Kendimi bildim bileli Beşiktaşlıyım. Rahmetli dayım Beşiktaşlı idi, ondan miras. Beşiktaşlılığım soranlara söyleyecek kadar. Takımı pek bilmem, teknik direktörleri tanımam, başkanı da bilmiyorum. Hiç maçına gitmedim. Toplasan 10’u geçmez tamamını izlediğim maç sayısı. Yalandan bir Beşiktaşlılık hali.
Her ne kadar takip etmesem de mecburen spor haberlerine, futbol yorumcularının kısa videolarına denk geliyorum. Sergen’in takımın başına geldiğini biliyorum. Bu haberle birlikte sosyal medyada dönen Sergen’in yorumculuk kesitleri daha fazla paylaşılıyor, dolayısıyla ben de daha fazla maruz kalıyorum.
Sergen’in maç sonrası kaybeden takımların/teknik direktörün neyi yanlış yaptığını özgüvenli bir şekilde anlattığı videolar ile kendisini her fırsatta övdüğü, sunucuya “bırak allasen” diye çıkışıp, işin aslının böyle olmadığını, oyuncu gözüyle bu işlerin farklı olduğunu bize bol bol sinyallediği yorumlar karşıma en çok çıkan Sergen Yalçın içerikleri.
Sergen’i ya da başka bir teknik direktörü değerlendirecek birikime sahip değilim. Sonuçlara ve yorumlara bakınca Beşiktaş, Kasım ayını görmeden lige havlu atmış olacak gibi. Sergen’in iddialı yorumlarının, başkalarına TV ekranlarından verdiği akılların, gerçek dünyada pek işe yaramadığı aşikar.
Pazarlama tarafında da durum aslında pek farklı değil. Herkesin sonuçlara bakıp söyleyeceği bir şeyler, reklamı yapan markaya verecek aklı var. Daha önce uzun uzun yazmıştım sürekli atıp tutan pazarlamacılar hakkında. Ancak daha iyi reklam, daha iyi pazarlama yapmak dışarıdan kolay işin başında iken pek de öyle değil. Pazarlamacılar için bence Sergen’in durumu harika bir özeleştiri fırsatı.
Bir pazarlama kampanyası için yola çıktığınızda, prodüksiyon bütçesi ya da medya bütçesi, pazarlama müdürünün ya da patronun vizyonu, fikri bulup getiren ajansın kreatifliği, üretim kaynakları, mecraya uyarlayacak insan kaynağı hepsi sınırlı.

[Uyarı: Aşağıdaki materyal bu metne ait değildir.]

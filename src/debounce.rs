//! Debouncing of rapid input changes.
//!
//! A calling layer re-runs a keyword search after the user stops typing.
//! Each change replaces the pending input and restarts the quiet window, so
//! only the last change within the window fires.
//!
//! Time is passed in by the caller; nothing here sleeps or spawns.
//!
//! # Usage
//!
//! ```rust
//! use keytrend::Debouncer;
//! use std::time::{Duration, Instant};
//!
//! let start = Instant::now();
//! let mut debouncer = Debouncer::new(Duration::from_millis(300));
//!
//! debouncer.schedule("qu", start);
//! debouncer.schedule("quant", start + Duration::from_millis(100));
//! assert_eq!(debouncer.poll(start + Duration::from_millis(300)), None);
//! assert_eq!(debouncer.poll(start + Duration::from_millis(400)), Some("quant"));
//! ```

use std::time::{Duration, Instant};

/// Default quiet window before a pending input fires.
pub const DEFAULT_QUIET_WINDOW: Duration = Duration::from_millis(300);

/// Holds the latest input until it has been quiet for a while.
#[derive(Debug, Clone)]
pub struct Debouncer<T> {
    quiet: Duration,
    pending: Option<(T, Instant)>,
}

impl<T> Default for Debouncer<T> {
    fn default() -> Self {
        Self::new(DEFAULT_QUIET_WINDOW)
    }
}

impl<T> Debouncer<T> {
    pub fn new(quiet: Duration) -> Self {
        Self {
            quiet,
            pending: None,
        }
    }

    pub fn quiet_window(&self) -> Duration {
        self.quiet
    }

    /// Replace any pending input with `input`, changed at `now`.
    pub fn schedule(&mut self, input: T, now: Instant) {
        self.pending = Some((input, now));
    }

    /// Take the pending input if it has been quiet for the whole window.
    pub fn poll(&mut self, now: Instant) -> Option<T> {
        match &self.pending {
            Some((_, changed)) if now.saturating_duration_since(*changed) >= self.quiet => {
                self.pending.take().map(|(input, _)| input)
            }
            _ => None,
        }
    }

    /// Drop the pending input, returning it.
    pub fn cancel(&mut self) -> Option<T> {
        self.pending.take().map(|(input, _)| input)
    }

    pub fn is_pending(&self) -> bool {
        self.pending.is_some()
    }

    /// When the pending input will fire, if any.
    pub fn deadline(&self) -> Option<Instant> {
        self.pending.as_ref().map(|(_, changed)| *changed + self.quiet)
    }
}
//! Derived statistics of a keyword record.
//!
//! All functions here are pure: they read a [`KeywordRecord`] and never
//! mutate it, so they can run again after any union or other in-memory edit.

use crate::aggregate::KeywordRecord;
use crate::error::Warning;
use crate::utils::{mean, population_std_dev};
use serde::Serialize;

/// Z-score at or above which a keyword is rising.
pub const RISING_THRESHOLD: f64 = 1.0;

/// Z-score below which a keyword is falling.
pub const FALLING_THRESHOLD: f64 = -1.0;

/// Direction of recent citation activity.
#[derive(Debug, Clone, Copy, PartialEq, Eq, Hash, Serialize)]
pub enum ZTrend {
    Rising,
    Steady,
    Falling,
}

impl ZTrend {
    pub fn from_z(z_score: f64) -> Self {
        if z_score >= RISING_THRESHOLD {
            ZTrend::Rising
        } else if z_score < FALLING_THRESHOLD {
            ZTrend::Falling
        } else {
            ZTrend::Steady
        }
    }
}

/// Standardized distance of recent citation activity from the yearly mean.
///
/// Mean and population standard deviation are taken over one value per year
/// present in `year_to_citations`. Recent activity averages the two years
/// before `reference_year`; when the older one is absent the newer one stands
/// alone. A missing newer year contributes 0 and is reported as a warning.
///
/// The score is 0 with fewer than two years of data or a flat series.
pub fn z_score(record: &KeywordRecord, reference_year: i32) -> (f64, Option<Warning>) {
    let yearly = &record.year_to_citations;
    if yearly.len() < 2 {
        return (0.0, None);
    }

    let values: Vec<f64> = yearly.values().map(|&count| count as f64).collect();
    let mean = mean(&values);
    let std_dev = population_std_dev(&values, mean);

    let last_year = reference_year.saturating_sub(1);
    let latest = yearly.get(&last_year).copied();
    let older = reference_year
        .checked_sub(2)
        .and_then(|year| yearly.get(&year))
        .copied();

    let warning = latest.is_none().then(|| Warning::MissingRecentYear {
        word: record.word.clone(),
        year: last_year,
    });

    let latest = latest.unwrap_or(0) as f64;
    let recent = match older {
        Some(older) => (latest + older as f64) / 2.0,
        None => latest,
    };

    if std_dev == 0.0 {
        return (0.0, warning);
    }
    ((recent - mean) / std_dev, warning)
}

/// Citations received in `year` by papers published one or two years
/// earlier, divided by the number of those papers. 0 without such papers.
pub fn impact_factor(record: &KeywordRecord, year: i32) -> f64 {
    let papers_before = |offset: i32| {
        year.checked_sub(offset)
            .and_then(|earlier| record.year_to_papers.get(&earlier))
            .map_or(0, |keys| keys.len())
    };
    let papers = papers_before(1) + papers_before(2);
    if papers == 0 {
        return 0.0;
    }
    let citations = record
        .year_to_impact_citations
        .get(&year)
        .copied()
        .unwrap_or(0);
    citations as f64 / papers as f64
}

/// One year of a keyword's trend.
#[derive(Debug, Clone, PartialEq, Serialize)]
pub struct TrendPoint {
    pub year: i32,
    pub citations: u64,
    /// Papers with the keyword published this year
    pub new_papers: usize,
    pub impact_factor: f64,
}

/// Year-by-year trend of a record, from its first to its last citation year.
///
/// Years without citations are filled with 0. `reference_year` is skipped as
/// it is still incomplete. The impact factor is 0 for the first two years of
/// the series, whose two-year window starts before the data does.
pub fn trend_series(record: &KeywordRecord, reference_year: i32) -> Vec<TrendPoint> {
    let (Some(&first), Some(&last)) = (
        record.year_to_citations.keys().next(),
        record.year_to_citations.keys().next_back(),
    ) else {
        return Vec::new();
    };

    (first..=last)
        .filter(|&year| year != reference_year)
        .map(|year| TrendPoint {
            year,
            citations: record.year_to_citations.get(&year).copied().unwrap_or(0),
            new_papers: record.year_to_papers.get(&year).map_or(0, |keys| keys.len()),
            impact_factor: if i64::from(year) - i64::from(first) >= 2 {
                impact_factor(record, year)
            } else {
                0.0
            },
        })
        .collect()
}

#[cfg(test)]
mod tests {
    use super::*;
    use pretty_assertions::assert_eq;
    use rstest::*;
    use std::collections::{BTreeMap, BTreeSet};

    fn record(yearly: &[(i32, u64)]) -> KeywordRecord {
        let mut record = KeywordRecord::new("kw");
        record.year_to_citations = yearly.iter().copied().collect();
        record.total_citations = yearly.iter().map(|&(_, c)| c).sum();
        record
    }

    fn keys(items: &[&str]) -> BTreeSet<String> {
        items.iter().map(|s| s.to_string()).collect()
    }

    #[rstest]
    #[case(&[])]
    #[case(&[(2022, 40)])]
    fn test_z_score_needs_two_years(#[case] yearly: &[(i32, u64)]) {
        assert_eq!(z_score(&record(yearly), 2023), (0.0, None));
    }

    #[test]
    fn test_z_score_flat_series_is_zero() {
        let (z, warning) = z_score(&record(&[(2021, 5), (2022, 5)]), 2023);
        assert_eq!(z, 0.0);
        assert_eq!(warning, None);
    }

    #[test]
    fn test_z_score_averages_last_two_years() {
        // values 2, 4, 6, 8: mean 5, population std dev sqrt(5)
        let record = record(&[(2019, 2), (2020, 4), (2021, 6), (2022, 8)]);
        let (z, warning) = z_score(&record, 2023);
        assert_eq!(warning, None);
        assert!((z - 2.0 / 5f64.sqrt()).abs() < 1e-12);
    }

    #[test]
    fn test_z_score_without_older_year_uses_latest() {
        // values 0, 10: mean 5, std dev 5; recent = 10
        let record = record(&[(2015, 0), (2022, 10)]);
        let (z, _) = z_score(&record, 2023);
        assert!((z - 1.0).abs() < 1e-12);
    }

    #[test]
    fn test_z_score_missing_latest_year_warns() {
        // values 10, 0: mean 5, std dev 5; recent = (0 + 10) / 2
        let record = record(&[(2021, 10), (2015, 0)]);
        let (z, warning) = z_score(&record, 2023);
        assert!(z.abs() < 1e-12);
        assert_eq!(
            warning,
            Some(Warning::MissingRecentYear {
                word: "kw".to_string(),
                year: 2022
            })
        );
    }

    #[test]
    fn test_z_score_order_independent() {
        let forward = record(&[(2018, 3), (2019, 1), (2020, 4), (2021, 1), (2022, 5)]);
        let backward = record(&[(2022, 5), (2021, 1), (2020, 4), (2019, 1), (2018, 3)]);
        let (a, _) = z_score(&forward, 2023);
        let (b, _) = z_score(&backward, 2023);
        assert!((a - b).abs() < 1e-12);
    }

    #[rstest]
    #[case(1.0, ZTrend::Rising)]
    #[case(2.5, ZTrend::Rising)]
    #[case(0.99, ZTrend::Steady)]
    #[case(-1.0, ZTrend::Steady)]
    #[case(-1.01, ZTrend::Falling)]
    fn test_z_trend(#[case] z: f64, #[case] expected: ZTrend) {
        assert_eq!(ZTrend::from_z(z), expected);
    }

    #[test]
    fn test_impact_factor() {
        let mut record = record(&[]);
        record.year_to_papers =
            BTreeMap::from([(2020, keys(&["a", "b"])), (2021, keys(&["c"]))]);
        record.year_to_impact_citations = BTreeMap::from([(2022, 9)]);

        assert_eq!(impact_factor(&record, 2022), 3.0);
        // 2023 window only holds 2021's single paper and no citations.
        assert_eq!(impact_factor(&record, 2023), 0.0);
        assert_eq!(impact_factor(&record, 2020), 0.0);
    }

    #[test]
    fn test_impact_factor_at_year_bounds() {
        let mut record = record(&[]);
        record.year_to_papers = BTreeMap::from([(i32::MIN, keys(&["a"]))]);
        record.year_to_impact_citations = BTreeMap::from([(i32::MIN, 5)]);

        assert_eq!(impact_factor(&record, i32::MIN), 0.0);
        assert_eq!(impact_factor(&record, i32::MIN + 1), 0.0);
        assert_eq!(impact_factor(&record, i32::MAX), 0.0);
    }

    #[test]
    fn test_trend_series_at_year_bounds() {
        let record = record(&[(i32::MAX - 1, 3), (i32::MAX, 4)]);
        let series = trend_series(&record, 2023);
        assert_eq!(series.len(), 2);
        assert_eq!(series[1].impact_factor, 0.0);
        let (_, warning) = z_score(&record, i32::MIN);
        assert!(matches!(warning, Some(Warning::MissingRecentYear { year: i32::MIN, .. })));
    }

    #[test]
    fn test_trend_series_fills_gaps_and_skips_reference_year() {
        let mut record = record(&[(2018, 1), (2020, 4), (2021, 6), (2023, 2)]);
        record.year_to_papers = BTreeMap::from([(2018, keys(&["a"])), (2019, keys(&["b"]))]);
        record.year_to_impact_citations = BTreeMap::from([(2020, 4), (2021, 3)]);

        let series = trend_series(&record, 2023);
        let years: Vec<i32> = series.iter().map(|p| p.year).collect();
        assert_eq!(years, vec![2018, 2019, 2020, 2021, 2022]);

        assert_eq!(series[1].citations, 0);
        assert_eq!(series[1].new_papers, 1);
        assert_eq!(series[0].impact_factor, 0.0);
        assert_eq!(series[1].impact_factor, 0.0);
        // 2020: 4 citations over papers of 2018 and 2019
        assert_eq!(series[2].impact_factor, 2.0);
        // 2021: 3 citations over the 2019 paper
        assert_eq!(series[3].impact_factor, 3.0);
    }

    #[test]
    fn test_trend_series_empty_record() {
        assert!(trend_series(&record(&[]), 2023).is_empty());
    }
}
//! Record normalization.
//!
//! Turns one parsed bibliographic [`Record`] into a [`Paper`] ready for the
//! store, and tracks the keys seen during an ingestion run.
//!
//! # Example
//!
//! ```
//! use keytrend::{Record, RecordNormalizer};
//!
//! let record = Record::new()
//!     .with_field("doi", "10.1/a")
//!     .with_field("per_year_citations", "2020:1,2021:3")
//!     .with_field("author_keywords", "Graphs, NETWORKS");
//!
//! let mut normalizer = RecordNormalizer::new();
//! let normalized = normalizer.normalize(&record).unwrap();
//! assert_eq!(normalized.paper.key, "10.1/a");
//! assert_eq!(normalized.paper.total_citations, 4);
//! assert!(normalized.paper.author_keywords.contains("networks"));
//! ```

mod fields;

pub use fields::{FieldConfig, FieldKind};

use crate::error::{ParseError, Warning};
use crate::{Paper, Record};
use fields::{FIELD_HANDLERS, FieldHandler, PaperDraft};
use itertools::Itertools;
use std::collections::{BTreeMap, HashMap, HashSet};
use tracing::{debug, warn};

/// The outcome of normalizing one record.
#[derive(Debug, Clone, PartialEq)]
pub struct Normalized {
    /// The insertion payload
    pub paper: Paper,
    /// Data-quality problems found in the record
    pub warnings: Vec<Warning>,
}

impl Normalized {
    /// Whether the record resolved to a non-empty key.
    pub fn has_key(&self) -> bool {
        !self.paper.key.is_empty()
    }

    /// Whether the key was already seen earlier in the run.
    pub fn is_duplicate(&self) -> bool {
        self.warnings
            .iter()
            .any(|w| matches!(w, Warning::DuplicateKey { .. }))
    }
}

/// Converts records into papers.
///
/// The normalizer remembers every key it produced, so a key that appears a
/// second time in the same run is flagged with [`Warning::DuplicateKey`].
#[derive(Debug, Clone)]
pub struct RecordNormalizer {
    fields: FieldConfig,
    handlers: HashMap<FieldKind, FieldHandler>,
    seen: HashSet<String>,
}

impl Default for RecordNormalizer {
    fn default() -> Self {
        Self::new()
    }
}

impl RecordNormalizer {
    /// Creates a normalizer with the default field names.
    #[must_use]
    pub fn new() -> Self {
        Self::with_fields(FieldConfig::new())
    }

    /// Creates a normalizer with custom field aliases.
    #[must_use]
    pub fn with_fields(fields: FieldConfig) -> Self {
        Self {
            fields,
            handlers: FIELD_HANDLERS.iter().copied().collect(),
            seen: HashSet::new(),
        }
    }

    /// Gets a reference to the field configuration
    pub fn fields(&self) -> &FieldConfig {
        &self.fields
    }

    /// Number of distinct keys seen so far.
    pub fn seen_count(&self) -> usize {
        self.seen.len()
    }

    /// Forget every key seen so far, starting a new run.
    pub fn reset(&mut self) {
        self.seen.clear();
    }

    /// Normalize one record.
    ///
    /// # Errors
    ///
    /// Returns `ParseError` when a `year:count` token or the year is not an
    /// integer, or when a citation year is listed twice. Missing and
    /// duplicate keys are not errors; they are reported in
    /// [`Normalized::warnings`].
    pub fn normalize(&mut self, record: &Record) -> Result<Normalized, ParseError> {
        // Aliases of one kind pool their values in field-name order.
        // Identifier kinds sort first, so errors below can name the record.
        let mut recognized: BTreeMap<FieldKind, Vec<String>> = BTreeMap::new();
        for (name, values) in record.fields.iter().sorted_by(|a, b| a.0.cmp(b.0)) {
            match self.fields.kind_for(name) {
                Some(kind) => recognized
                    .entry(kind)
                    .or_default()
                    .extend(values.iter().cloned()),
                None => debug!(field = %name, "ignoring unrecognized record field"),
            }
        }

        let mut draft = PaperDraft::default();
        for (kind, values) in &recognized {
            if let Some(handler) = self.handlers.get(kind) {
                handler(&mut draft, values)
                    .map_err(|error| ParseError::new(draft.key().map(String::from), error))?;
            }
        }

        let mut paper = draft.paper;
        let mut warnings = Vec::new();
        match draft.doi.or(draft.eid) {
            Some(key) => {
                if !self.seen.insert(key.clone()) {
                    warn!(key = %key, "duplicate paper key");
                    warnings.push(Warning::DuplicateKey { key: key.clone() });
                }
                paper.key = key;
            }
            None => {
                warn!(title = %paper.title, "record has neither a DOI nor an EID");
                warnings.push(Warning::MissingKey {
                    title: paper.title.clone(),
                });
            }
        }

        Ok(Normalized { paper, warnings })
    }
}
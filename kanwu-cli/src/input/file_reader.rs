//! File reading utilities
//!
//! Documents are expected pre-segmented, one sentence per line. Blank
//! lines are skipped but line numbering is preserved so the report points
//! back at real source lines.

use crate::error::CliError;
use anyhow::{Context, Result};
use kanwu_core::SentenceSequence;
use std::fs;
use std::path::Path;

/// Read a UTF-8 file into a line-numbered sentence sequence
pub fn read_sentences(path: &Path) -> Result<SentenceSequence> {
    if !path.exists() {
        return Err(CliError::FileNotFound(path.display().to_string()).into());
    }
    let content = fs::read_to_string(path)
        .with_context(|| format!("Failed to read file: {}", path.display()))?;
    Ok(sentences_from_str(&content))
}

/// Build a sentence sequence from already-loaded text
pub fn sentences_from_str(content: &str) -> SentenceSequence {
    SentenceSequence::from_numbered(
        content
            .lines()
            .enumerate()
            .filter(|(_, line)| !line.trim().is_empty())
            .map(|(idx, line)| (line.trim().to_string(), idx + 1)),
    )
}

Rakiplerin ya da rakip olmayan ama mevcutta kampanya yapan ve insanların sınırlı dikkatini sömüren tüm diğer markaların kampanyaları, mecra seçimleriniz, psikolojisi, alıcının açık kredi kartı limiti, hava durumu, gündemdeki bir felaket, şehit haberi ya da adli/siyasi yargı ile ilgili bir karar, resmi tatiller, o hafta derbi olması vb. bir sürü şey sizin kampanyanızı etkileyen yüzlerce faktörden bazıları.
Bir şeyi bilmek ya da fikir sahibi olmak ile o şeyi oldurmak tam da bu yüzden aynı şeyler değil. Yukarıda saydığım kısıtlara ve faktörlere rağmen, işi oldurabilen insan sayısı o iş hakkında atıp tutan insan sayısından katbekat az. Akıl vermekte iyi olduğumuz kadar, o aklı kullanıp iş bitirmekte başarılı değiliz.
Bu açıdan “Hepimiz Sergen Yalçın’ız”.
Sadece bazılarımız saha şartlarına uygun icracılarız.
Siz hangisisiniz? Akıl veren mi uygulayan mı?